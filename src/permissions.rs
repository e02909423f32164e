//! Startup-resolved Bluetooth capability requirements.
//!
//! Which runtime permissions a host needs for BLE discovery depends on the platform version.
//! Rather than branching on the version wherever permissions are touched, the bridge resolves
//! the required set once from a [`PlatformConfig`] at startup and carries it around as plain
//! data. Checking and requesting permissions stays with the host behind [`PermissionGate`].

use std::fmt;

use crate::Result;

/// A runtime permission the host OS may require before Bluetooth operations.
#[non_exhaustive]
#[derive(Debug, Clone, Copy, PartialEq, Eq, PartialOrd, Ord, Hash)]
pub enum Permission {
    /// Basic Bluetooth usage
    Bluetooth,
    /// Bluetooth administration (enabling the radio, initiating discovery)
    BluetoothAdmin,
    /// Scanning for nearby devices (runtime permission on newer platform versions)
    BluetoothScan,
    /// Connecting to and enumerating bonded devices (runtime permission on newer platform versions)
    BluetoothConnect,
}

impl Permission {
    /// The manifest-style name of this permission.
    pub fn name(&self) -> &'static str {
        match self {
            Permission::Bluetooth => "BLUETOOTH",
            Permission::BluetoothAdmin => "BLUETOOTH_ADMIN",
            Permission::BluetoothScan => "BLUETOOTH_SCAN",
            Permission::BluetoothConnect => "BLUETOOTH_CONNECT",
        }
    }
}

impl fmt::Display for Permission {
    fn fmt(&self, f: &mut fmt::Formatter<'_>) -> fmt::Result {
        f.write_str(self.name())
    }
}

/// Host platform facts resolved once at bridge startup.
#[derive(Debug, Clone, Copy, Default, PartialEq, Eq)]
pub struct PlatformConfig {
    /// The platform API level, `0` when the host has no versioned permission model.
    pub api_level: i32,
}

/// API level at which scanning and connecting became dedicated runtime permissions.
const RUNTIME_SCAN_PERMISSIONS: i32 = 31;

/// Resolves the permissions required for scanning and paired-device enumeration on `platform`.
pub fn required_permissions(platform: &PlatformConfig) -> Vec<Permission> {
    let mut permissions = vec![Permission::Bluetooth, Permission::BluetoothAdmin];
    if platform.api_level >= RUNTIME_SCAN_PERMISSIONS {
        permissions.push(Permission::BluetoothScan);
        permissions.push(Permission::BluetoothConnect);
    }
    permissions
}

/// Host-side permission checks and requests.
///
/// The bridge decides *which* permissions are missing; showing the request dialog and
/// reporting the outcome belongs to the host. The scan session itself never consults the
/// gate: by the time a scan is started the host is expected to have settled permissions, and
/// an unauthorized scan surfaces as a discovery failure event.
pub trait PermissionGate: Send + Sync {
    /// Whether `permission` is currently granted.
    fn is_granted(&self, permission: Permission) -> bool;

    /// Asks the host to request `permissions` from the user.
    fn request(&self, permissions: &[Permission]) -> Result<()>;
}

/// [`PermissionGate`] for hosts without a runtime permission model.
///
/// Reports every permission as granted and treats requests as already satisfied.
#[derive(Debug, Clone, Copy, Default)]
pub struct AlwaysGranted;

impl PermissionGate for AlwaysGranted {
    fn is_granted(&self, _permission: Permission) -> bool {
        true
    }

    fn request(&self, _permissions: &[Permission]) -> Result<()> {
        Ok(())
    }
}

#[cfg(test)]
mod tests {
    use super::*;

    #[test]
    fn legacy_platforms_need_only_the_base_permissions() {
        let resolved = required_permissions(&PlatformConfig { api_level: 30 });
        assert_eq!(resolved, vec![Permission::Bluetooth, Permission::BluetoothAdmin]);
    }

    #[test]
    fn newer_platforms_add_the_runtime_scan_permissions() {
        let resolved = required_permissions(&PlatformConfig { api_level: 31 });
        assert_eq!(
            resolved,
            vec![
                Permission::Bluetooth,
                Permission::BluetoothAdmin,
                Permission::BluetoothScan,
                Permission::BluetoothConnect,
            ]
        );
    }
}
########
WHAT IS BEING ASKED:
Repeat all of the data exactly as given.

RESULT OF THIS EXERCISE:
filename src/permissions.rs
repository e02909423f32164e
//! Startup-resolved Bluetooth capability requirements.
//!
//! Which runtime permissions a host needs for BLE discovery depends on the platform version.
//! Rather than branching on the version wherever permissions are touched, the bridge resolves
//! the required set once from a [`PlatformConfig`] at startup and carries it around as plain
//! data. Checking and requesting permissions stays with the host behind [`PermissionGate`].

use std::fmt;

use crate::Result;

/// A runtime permission the host OS may require before Bluetooth operations.
#[non_exhaustive]
#[derive(Debug, Clone, Copy, PartialEq, Eq, PartialOrd, Ord, Hash)]
pub enum Permission {
    /// Basic Bluetooth usage
    Bluetooth,
    /// Bluetooth administration (enabling the radio, initiating discovery)
    BluetoothAdmin,
    /// Scanning for nearby devices (runtime permission on newer platform versions)
    BluetoothScan,
    /// Connecting to and enumerating bonded devices (runtime permission on newer platform versions)
    BluetoothConnect,
}

impl Permission {
    /// The manifest-style name of this permission.
    pub fn name(&self) -> &'static str {
        match self {
            Permission::Bluetooth => "BLUETOOTH",
            Permission::BluetoothAdmin => "BLUETOOTH_ADMIN",
            Permission::BluetoothScan => "BLUETOOTH_SCAN",
            Permission::BluetoothConnect => "BLUETOOTH_CONNECT",
        }
    }
}

impl fmt::Display for Permission {
    fn fmt(&self, f: &mut fmt::Formatter<'_>) -> fmt::Result {
        f.write_str(self.name())
    }
}

/// Host platform facts resolved once at bridge startup.
#[derive(Debug, Clone, Copy, Default, PartialEq, Eq)]
pub struct PlatformConfig {
    /// The platform API level, `0` when the host has no versioned permission model.
    pub api_level: i32,
}

/// API level at which scanning and connecting became dedicated runtime permissions.
const RUNTIME_SCAN_PERMISSIONS: i32 = 31;

/// Resolves the permissions required for scanning and paired-device enumeration on `platform`.
pub fn required_permissions(platform: &PlatformConfig) -> Vec<Permission> {
    let mut permissions = vec![Permission::Bluetooth, Permission::BluetoothAdmin];
    if platform.api_level >= RUNTIME_SCAN_PERMISSIONS {
        permissions.push(Permission::BluetoothScan);
        permissions.push(Permission::BluetoothConnect);
    }
    permissions
}

/// Host-side permission checks and requests.
///
/// The bridge decides *which* permissions are missing; showing the request dialog and
/// reporting the outcome belongs to the host. The scan session itself never consults the
/// gate: by the time a scan is started the host is expected to have settled permissions, and
/// an unauthorized scan surfaces as a discovery failure event.
pub trait PermissionGate: Send + Sync {
    /// Whether `permission` is currently granted.
    fn is_granted(&self, permission: Permission) -> bool;

    /// Asks the host to request `permissions` from the user.
    fn request(&self, permissions: &[Permission]) -> Result<()>;
}

/// [`PermissionGate`] for hosts without a runtime permission model.
///
/// Reports every permission as granted and treats requests as already satisfied.
#[derive(Debug, Clone, Copy, Default)]
pub struct AlwaysGranted;

impl PermissionGate for AlwaysGranted {
    fn is_granted(&self, _permission: Permission) -> bool {
        true
    }

    fn request(&self, _permissions: &[Permission]) -> Result<()> {
        Ok(())
    }
}

#[cfg(test)]
mod tests {
    use super::*;

    #[test]
    fn legacy_platforms_need_only_the_base_permissions() {
        let resolved = required_permissions(&PlatformConfig { api_level: 30 });
        assert_eq!(resolved, vec![Permission::Bluetooth, Permission::BluetoothAdmin]);
    }

    #[test]
    fn newer_platforms_add_the_runtime_scan_permissions() {
        let resolved = required_permissions(&PlatformConfig { api_level: 31 });
        assert_eq!(
            resolved,
            vec![
                Permission::Bluetooth,
                Permission::BluetoothAdmin,
                Permission::BluetoothScan,
                Permission::BluetoothConnect,
            ]
        );
    }
}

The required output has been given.